[[ GIVEN DATA, beginning ]]
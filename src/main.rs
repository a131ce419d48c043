use std::path::PathBuf;

use anyhow::{Context, Result};
use clap::{Parser, Subcommand};
use rfa1_radio::radio::crc::Crc16;
use rfa1_radio::sim::scenario;
use rfa1_radio::constants::{FRAME_BUFFER_LEN, TRXFBST};
use rfa1_radio::util::{decode_hex, encode_hex, pretty_hex};
use rfa1_radio::{init_logger_with_level, log_info, Network, Scenario, ScenarioReport};

#[derive(Parser)]
#[command(name = "rfa1-sim")]
#[command(about = "Cycle-accurate ATmega128RFA1 radio simulator")]
struct Cli {
    /// Default log filter when RUST_LOG is unset
    #[arg(long, default_value = "info")]
    log_level: String,

    #[command(subcommand)]
    command: Commands,
}

#[derive(Subcommand)]
enum Commands {
    /// Run the built-in two-node acknowledged transfer
    Demo {
        #[arg(long)]
        json: bool,
        /// Hex dump every node's frame buffer afterwards
        #[arg(long)]
        dump_buffers: bool,
    },
    /// Run a JSON scenario file
    Run {
        file: PathBuf,
        #[arg(long)]
        json: bool,
        #[arg(long)]
        dump_buffers: bool,
    },
    /// Print the demo scenario as JSON, a starting point for new scripts
    DumpDemo,
    /// Compute the on-air FCS of a hex-encoded PSDU (without FCS)
    Fcs { psdu: String },
}

fn print_report(report: &ScenarioReport, json: bool) -> Result<()> {
    if json {
        let text = serde_json::to_string_pretty(report).context("Failed to serialise report")?;
        println!("{text}");
    } else {
        print!("{report}");
    }
    Ok(())
}

fn dump_buffers(network: &Network) -> Result<()> {
    for index in 0..network.node_count() {
        let radio = network.node(index)?;
        let buffer = radio
            .hal()
            .registers
            .read_block(TRXFBST, FRAME_BUFFER_LEN as usize);
        println!("{} frame buffer:", network.name(index)?);
        println!("{}", pretty_hex(&buffer, 16));
    }
    Ok(())
}

fn execute(scenario: &Scenario, json: bool, dump: bool) -> Result<()> {
    let network = scenario.execute()?;
    let report: ScenarioReport = scenario::report(&network)?;
    print_report(&report, json)?;
    if dump {
        dump_buffers(&network)?;
    }
    Ok(())
}

fn main() -> Result<()> {
    let cli = Cli::parse();
    init_logger_with_level(&cli.log_level);

    match cli.command {
        Commands::Demo { json, dump_buffers } => {
            execute(&scenario::demo(), json, dump_buffers).context("Demo scenario failed")?;
        }
        Commands::Run {
            file,
            json,
            dump_buffers,
        } => {
            let scenario = Scenario::from_json_file(&file)
                .with_context(|| format!("Failed to load scenario {}", file.display()))?;
            log_info(&format!(
                "Running {} with {} nodes and {} steps",
                file.display(),
                scenario.nodes.len(),
                scenario.steps.len()
            ));
            execute(&scenario, json, dump_buffers)
                .with_context(|| format!("Scenario {} failed", file.display()))?;
        }
        Commands::DumpDemo => {
            let text = serde_json::to_string_pretty(&scenario::demo())
                .context("Failed to serialise demo scenario")?;
            println!("{text}");
        }
        Commands::Fcs { psdu } => {
            let bytes = decode_hex(&psdu).context("PSDU is not valid hex")?;
            let mut crc = Crc16::default();
            for &byte in &bytes {
                crc.push(byte);
            }
            println!("{}", encode_hex(&crc.wire_bytes()));
        }
    }

    Ok(())
}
[[ GIVEN DATA, end ]]
__EXERCISE INSTRUCTIONS__
Every line above that holds the string "TRXFBST" should be copied into the answer.

__OUTPUT BELOW__
use rfa1_radio::constants::{FRAME_BUFFER_LEN, TRXFBST};
            .read_block(TRXFBST, FRAME_BUFFER_LEN as usize);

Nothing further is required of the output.